> PROBLEM DETAILS
From the entries below, please output exactly the lines starting at the one containing "static REFERENCE_NAME_PATTERN: Lazy<Regex>" and ending at the one containing "a family directory.", both included.

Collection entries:
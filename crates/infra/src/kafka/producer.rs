use std::time::Duration;

use async_trait::async_trait;
use rdkafka::producer::{FutureProducer, Producer};
use rdkafka::util::Timeout;
use tracing::{debug, info};

use redrive_core::{Destination, MessageProducer, ProduceError};

/// Kafka producer backed by a single long-lived writer configured from
/// the global broker list.
pub struct KafkaProducer {
    producer: FutureProducer,
}

impl KafkaProducer {
    pub fn new(brokers: &[String]) -> Result<Self, ProduceError> {
        let producer = super::client_config(&brokers.join(","))
            .create()
            .map_err(|err| ProduceError::Transport(format!("creating kafka producer: {err}")))?;

        info!(brokers = ?brokers, "kafka producer initialized");

        Ok(Self { producer })
    }
}

#[async_trait]
impl MessageProducer for KafkaProducer {
    async fn produce(
        &self,
        destination: &Destination,
        key: &[u8],
        value: &[u8],
    ) -> Result<(), ProduceError> {
        let topic = match destination {
            Destination::Kafka { topic, .. } if !topic.is_empty() => topic,
            _ => {
                return Err(ProduceError::InvalidDestination(
                    "kafka destination requires a topic".to_string(),
                ))
            }
        };

        super::send(&self.producer, topic, key, value).await?;

        debug!(topic = %topic, value_size = value.len(), "message produced");
        Ok(())
    }

    async fn close(&self) -> Result<(), ProduceError> {
        self.producer
            .flush(Timeout::After(Duration::from_secs(5)))
            .map_err(|err| ProduceError::Close(err.to_string()))
    }
}

#[cfg(test)]
mod tests {
    use super::*;

    #[tokio::test]
    async fn rejects_non_kafka_destinations() {
        let producer = KafkaProducer::new(&["localhost:9092".to_string()]).unwrap();

        let err = producer
            .produce(&Destination::http("http://x/y"), b"k", b"v")
            .await
            .unwrap_err();
        assert!(matches!(err, ProduceError::InvalidDestination(_)), "got {err:?}");

        let err = producer
            .produce(&Destination::kafka("localhost", "9092", ""), b"k", b"v")
            .await
            .unwrap_err();
        assert!(matches!(err, ProduceError::InvalidDestination(_)), "got {err:?}");
    }
}
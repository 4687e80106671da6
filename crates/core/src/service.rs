//! Task orchestration: validation, scheduling, delivery, retry routing.

use std::sync::Arc;
use std::time::Duration;

use async_trait::async_trait;
use tracing::{error, info, warn};

use crate::constants::{DEFAULT_BATCH_SIZE, MAX_BASE_DELAY, MAX_RETRY_LIMIT, MIN_BASE_DELAY};
use crate::destination::{Destination, DestinationKind};
use crate::error::TaskError;
use crate::ports::{MessageProducer, TaskProcessor, TaskScheduler};
use crate::task::Task;

/// Delay applied to a task's first delivery attempt.
#[derive(Debug, Clone, Copy, Default, PartialEq, Eq)]
pub enum InitialDelay {
    /// Wait `base_delay` seconds before the first attempt.
    #[default]
    BaseDelay,
    /// Make the task due on the next poll cycle.
    Immediate,
}

/// Orchestrates task creation and the delivery/retry/dead-letter pipeline.
pub struct TaskService {
    scheduler: Arc<dyn TaskScheduler>,
    producer: Arc<dyn MessageProducer>,
    batch_size: usize,
    initial_delay: InitialDelay,
}

impl TaskService {
    pub fn new(scheduler: Arc<dyn TaskScheduler>, producer: Arc<dyn MessageProducer>) -> Self {
        Self {
            scheduler,
            producer,
            batch_size: DEFAULT_BATCH_SIZE,
            initial_delay: InitialDelay::default(),
        }
    }

    pub fn with_batch_size(mut self, batch_size: usize) -> Self {
        self.batch_size = batch_size;
        self
    }

    pub fn with_initial_delay(mut self, initial_delay: InitialDelay) -> Self {
        self.initial_delay = initial_delay;
        self
    }

    /// Validate and enqueue a new task for delivery.
    pub async fn create_task(&self, mut task: Task) -> Result<(), TaskError> {
        validate(&task).map_err(TaskError::Invalid)?;

        task.attempt = 0;

        let delay = match self.initial_delay {
            InitialDelay::BaseDelay => Duration::from_secs(task.base_delay),
            InitialDelay::Immediate => Duration::ZERO,
        };

        self.scheduler
            .schedule(&task, delay)
            .await
            .map_err(TaskError::ScheduleFailed)?;

        info!(
            task_id = %task.id,
            source = %task.source,
            destination_type = %task.destination_type,
            "task scheduled"
        );

        Ok(())
    }

    /// Fetch due tasks and run each through the delivery pipeline.
    ///
    /// Individual task failures are logged and never abort the batch; the
    /// only error returned is a failed fetch.
    pub async fn process_due_tasks(&self) -> Result<(), TaskError> {
        let tasks = self
            .scheduler
            .fetch_due(self.batch_size)
            .await
            .map_err(TaskError::FetchFailed)?;

        for task in tasks {
            self.process_task(task).await;
        }

        Ok(())
    }

    async fn process_task(&self, task: Task) {
        info!(task_id = %task.id, attempt = task.attempt, "processing task");

        let key = task.delivery_key();
        let result = self
            .producer
            .produce(&task.destination, key.as_bytes(), task.message_data.as_bytes())
            .await;

        match result {
            Ok(()) => {
                info!(task_id = %task.id, attempt = task.attempt, "task completed successfully");
            }
            Err(err) => {
                warn!(task_id = %task.id, attempt = task.attempt, error = %err, "delivery failed");
                self.handle_failure(task).await;
            }
        }
    }

    async fn handle_failure(&self, mut task: Task) {
        task.increment_attempt();

        if task.should_send_to_dead_destination() {
            error!(
                task_id = %task.id,
                max_retries = task.max_retries,
                attempts = task.attempt,
                "max retries exceeded, sending to dead-letter destination"
            );
            self.send_to_dead_letter(&task).await;
            return;
        }

        let delay = task.next_retry_delay();
        info!(
            task_id = %task.id,
            delay_secs = delay.as_secs(),
            next_attempt = task.attempt,
            "scheduling retry"
        );

        if let Err(err) = self.scheduler.schedule(&task, delay).await {
            error!(task_id = %task.id, error = %err, "failed to reschedule task");
        }
    }

    /// One-shot dispatch to the dead-letter destination. Not retried; a
    /// failure here is logged and the task is dropped.
    async fn send_to_dead_letter(&self, task: &Task) {
        if task.dead_destination.is_unset() {
            warn!(task_id = %task.id, "no dead-letter destination configured, dropping task");
            return;
        }

        let key = task.dead_letter_key();
        let result = self
            .producer
            .produce(
                &task.dead_destination,
                key.as_bytes(),
                task.message_data.as_bytes(),
            )
            .await;

        if let Err(err) = result {
            error!(task_id = %task.id, error = %err, "failed to send to dead-letter destination");
        }
    }
}

#[async_trait]
impl TaskProcessor for TaskService {
    async fn process_due_tasks(&self) -> Result<(), TaskError> {
        TaskService::process_due_tasks(self).await
    }
}

fn validate(task: &Task) -> Result<(), String> {
    if task.id.is_empty() {
        return Err("task ID is required".to_string());
    }
    if task.source.is_empty() {
        return Err("source is required".to_string());
    }
    match task.destination_type {
        DestinationKind::Kafka => {
            if !matches!(&task.destination, Destination::Kafka { topic, .. } if !topic.is_empty()) {
                return Err("destination topic is required".to_string());
            }
        }
        DestinationKind::Http => {
            if !matches!(&task.destination, Destination::Http { url } if !url.is_empty()) {
                return Err("destination URL is required".to_string());
            }
        }
    }
    if task.max_retries > MAX_RETRY_LIMIT {
        return Err(format!("max_retries must be between 0 and {MAX_RETRY_LIMIT}"));
    }
    if task.base_delay < MIN_BASE_DELAY || task.base_delay > MAX_BASE_DELAY {
        return Err(format!(
            "base_delay must be between {MIN_BASE_DELAY} and {MAX_BASE_DELAY}"
        ));
    }
    Ok(())
}
use std::collections::HashMap;
use std::sync::Mutex;
use std::time::Duration;

use async_trait::async_trait;
use rdkafka::producer::{FutureProducer, Producer};
use rdkafka::util::Timeout;
use tracing::{debug, info};

use redrive_core::{Destination, MessageProducer, ProduceError};

/// Kafka producer that creates writers on demand per broker address
/// derived from the task destination. Writers are cached by `host:port`
/// and reused across calls.
///
/// The cache mutex also guards against `close` racing an in-flight
/// `produce` during shutdown.
pub struct DestinationKafkaProducer {
    writers: Mutex<HashMap<String, FutureProducer>>,
}

impl DestinationKafkaProducer {
    pub fn new() -> Self {
        Self {
            writers: Mutex::new(HashMap::new()),
        }
    }

    fn writer_for(&self, addr: &str) -> Result<FutureProducer, ProduceError> {
        let mut writers = self.writers.lock().unwrap();
        if let Some(writer) = writers.get(addr) {
            return Ok(writer.clone());
        }

        let writer: FutureProducer = super::client_config(addr)
            .create()
            .map_err(|err| ProduceError::Transport(format!("creating kafka writer: {err}")))?;
        writers.insert(addr.to_string(), writer.clone());

        info!(broker = %addr, "kafka writer created");

        Ok(writer)
    }
}

impl Default for DestinationKafkaProducer {
    fn default() -> Self {
        Self::new()
    }
}

#[async_trait]
impl MessageProducer for DestinationKafkaProducer {
    async fn produce(
        &self,
        destination: &Destination,
        key: &[u8],
        value: &[u8],
    ) -> Result<(), ProduceError> {
        let (host, port, topic) = match destination {
            Destination::Kafka { host, port, topic } => (host, port, topic),
            _ => {
                return Err(ProduceError::InvalidDestination(
                    "kafka destination requires a topic".to_string(),
                ))
            }
        };
        if host.is_empty() || port.is_empty() {
            return Err(ProduceError::InvalidDestination(
                "kafka destination requires host and port".to_string(),
            ));
        }
        if topic.is_empty() {
            return Err(ProduceError::InvalidDestination(
                "kafka destination requires a topic".to_string(),
            ));
        }

        let addr = format!("{host}:{port}");
        let writer = self.writer_for(&addr)?;

        super::send(&writer, topic, key, value).await?;

        debug!(broker = %addr, topic = %topic, value_size = value.len(), "message produced");
        Ok(())
    }

    async fn close(&self) -> Result<(), ProduceError> {
        let writers: Vec<(String, FutureProducer)> =
            self.writers.lock().unwrap().drain().collect();

        let mut errors = Vec::new();
        for (addr, writer) in writers {
            if let Err(err) = writer.flush(Timeout::After(Duration::from_secs(5))) {
                errors.push(format!("closing writer for {addr}: {err}"));
            }
        }

        if errors.is_empty() {
            Ok(())
        } else {
            Err(ProduceError::Close(errors.join("; ")))
        }
    }
}
//! Tracing/logging initialization.

use tracing_subscriber::EnvFilter;

/// Install the global subscriber.
///
/// `RUST_LOG` takes precedence over the configured level. Local and
/// development environments get human-readable output; everything else
/// logs JSON.
pub fn init(level: &str, environment: &str) {
    let filter = EnvFilter::try_from_default_env().unwrap_or_else(|_| EnvFilter::new(level));

    if environment == "local" || environment == "development" {
        let _ = tracing_subscriber::fmt().with_env_filter(filter).try_init();
    } else {
        let _ = tracing_subscriber::fmt()
            .with_env_filter(filter)
            .json()
            .with_timer(tracing_subscriber::fmt::time::SystemTime)
            .with_target(false)
            .try_init();
    }
}
//! Shared scheduling and validation limits.

use std::time::Duration;

/// Sorted-set key under which pending tasks are stored.
pub const RETRY_QUEUE_KEY: &str = "retry:schedule:";

/// Interval between worker polling cycles.
pub const DEFAULT_POLL_INTERVAL: Duration = Duration::from_secs(1);

/// Maximum number of tasks fetched per poll cycle.
pub const DEFAULT_BATCH_SIZE: usize = 10;

/// Lowest accepted base delay in seconds.
pub const MIN_BASE_DELAY: u64 = 1;

/// Highest accepted base delay in seconds.
pub const MAX_BASE_DELAY: u64 = 3600;

/// Highest accepted retry budget.
pub const MAX_RETRY_LIMIT: u32 = 100;
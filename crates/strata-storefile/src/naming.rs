//! Name grammars for store files.
//!
//! Three lexical classes, matched against a file's base name only:
//!
//! - store file: `[0-9a-f]+`, optionally followed by the bulk-load suffix `_SeqId_<n>_`
//! - link: `[<namespace>=]<table>=<region>-<store file>` (see [`crate::link`])
//! - reference: `<store file or link>.<parent region>`
//!
//! Every predicate is a full-string match.

use std::path::Path;

use once_cell::sync::Lazy;
use regex::Regex;

use crate::link::{self, LINK_NAME_REGEX};

/// Non-capturing store file id grammar, embeddable in larger patterns.
pub const STORE_FILE_NAME_REGEX: &str = "[0-9a-f]+(?:_SeqId_[0-9]+_)?";

static STORE_FILE_NAME_PATTERN: Lazy<Regex> = Lazy::new(|| {
    Regex::new(&format!("^({})$", STORE_FILE_NAME_REGEX)).expect("store file name regex")
});

/// Group 1 is the referenced file's own name (a store file id or a link name),
/// group 2 the encoded name of the region owning it.
static REFERENCE_NAME_PATTERN: Lazy<Regex> = Lazy::new(|| {
    Regex::new(&format!(
        r"^({}|{})\.(.+)$",
        STORE_FILE_NAME_REGEX, LINK_NAME_REGEX
    ))
    .expect("reference name regex")
});

/// Lexical class of a file name
#[derive(Debug, Clone, Copy, PartialEq, Eq, Hash)]
pub enum NameKind {
    StoreFile,
    Reference,
    Link,
}

impl NameKind {
    pub fn as_str(&self) -> &'static str {
        match self {
            NameKind::StoreFile => "store-file",
            NameKind::Reference => "reference",
            NameKind::Link => "link",
        }
    }
}

/// Parts of a reference file name
#[derive(Debug, Clone, Copy, PartialEq, Eq)]
pub struct ReferenceName<'a> {
    /// Name of the referenced file in the parent region
    pub referenced: &'a str,
    /// Encoded name of the parent region
    pub parent_region: &'a str,
}

/// True if `name` is a plain store file id.
pub fn is_store_file_name(name: &str) -> bool {
    STORE_FILE_NAME_PATTERN.is_match(name)
}

/// True if `name` has the shape `<store file or link>.<region>`.
pub fn is_reference_name(name: &str) -> bool {
    REFERENCE_NAME_PATTERN.is_match(name)
}

/// True if `name` is a link name.
pub fn is_link_name(name: &str) -> bool {
    link::LinkName::parse(name).is_some()
}

/// Split a reference name into its referenced file and parent region.
pub fn parse_reference_name(name: &str) -> Option<ReferenceName<'_>> {
    let caps = REFERENCE_NAME_PATTERN.captures(name)?;
    Some(ReferenceName {
        referenced: caps.get(1)?.as_str(),
        parent_region: caps.get(2)?.as_str(),
    })
}

/// Classify a name, first match wins: link, then reference, then store file.
///
/// Link names are tested first because a link to a bulk-loaded file can also
/// look like the start of a reference.
pub fn classify_name(name: &str) -> Option<NameKind> {
    if is_link_name(name) {
        Some(NameKind::Link)
    } else if is_reference_name(name) {
        Some(NameKind::Reference)
    } else if is_store_file_name(name) {
        Some(NameKind::StoreFile)
    } else {
        None
    }
}

/// Validate a store file name.
///
/// Links and references are always valid. Anything else must not contain a
/// `-`, which is reserved for other metadata files in a family directory.
pub fn is_valid_store_file_name(name: &str) -> bool {
    if is_link_name(name) || is_reference_name(name) {
        return true;
    }
    !name.contains('-')
}

/// Base name of a path as UTF-8.
pub fn file_name(path: &Path) -> Option<&str> {
    path.file_name().and_then(|n| n.to_str())
}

> RESULT FOR THIS EXERCISE
static REFERENCE_NAME_PATTERN: Lazy<Regex> = Lazy::new(|| {
    Regex::new(&format!(
        r"^({}|{})\.(.+)$",
        STORE_FILE_NAME_REGEX, LINK_NAME_REGEX
    ))
    .expect("reference name regex")
});

/// Lexical class of a file name
#[derive(Debug, Clone, Copy, PartialEq, Eq, Hash)]
pub enum NameKind {
    StoreFile,
    Reference,
    Link,
}

impl NameKind {
    pub fn as_str(&self) -> &'static str {
        match self {
            NameKind::StoreFile => "store-file",
            NameKind::Reference => "reference",
            NameKind::Link => "link",
        }
    }
}

/// Parts of a reference file name
#[derive(Debug, Clone, Copy, PartialEq, Eq)]
pub struct ReferenceName<'a> {
    /// Name of the referenced file in the parent region
    pub referenced: &'a str,
    /// Encoded name of the parent region
    pub parent_region: &'a str,
}

/// True if `name` is a plain store file id.
pub fn is_store_file_name(name: &str) -> bool {
    STORE_FILE_NAME_PATTERN.is_match(name)
}

/// True if `name` has the shape `<store file or link>.<region>`.
pub fn is_reference_name(name: &str) -> bool {
    REFERENCE_NAME_PATTERN.is_match(name)
}

/// True if `name` is a link name.
pub fn is_link_name(name: &str) -> bool {
    link::LinkName::parse(name).is_some()
}

/// Split a reference name into its referenced file and parent region.
pub fn parse_reference_name(name: &str) -> Option<ReferenceName<'_>> {
    let caps = REFERENCE_NAME_PATTERN.captures(name)?;
    Some(ReferenceName {
        referenced: caps.get(1)?.as_str(),
        parent_region: caps.get(2)?.as_str(),
    })
}

/// Classify a name, first match wins: link, then reference, then store file.
///
/// Link names are tested first because a link to a bulk-loaded file can also
/// look like the start of a reference.
pub fn classify_name(name: &str) -> Option<NameKind> {
    if is_link_name(name) {
        Some(NameKind::Link)
    } else if is_reference_name(name) {
        Some(NameKind::Reference)
    } else if is_store_file_name(name) {
        Some(NameKind::StoreFile)
    } else {
        None
    }
}

/// Validate a store file name.
///
/// Links and references are always valid. Anything else must not contain a
/// `-`, which is reserved for other metadata files in a family directory.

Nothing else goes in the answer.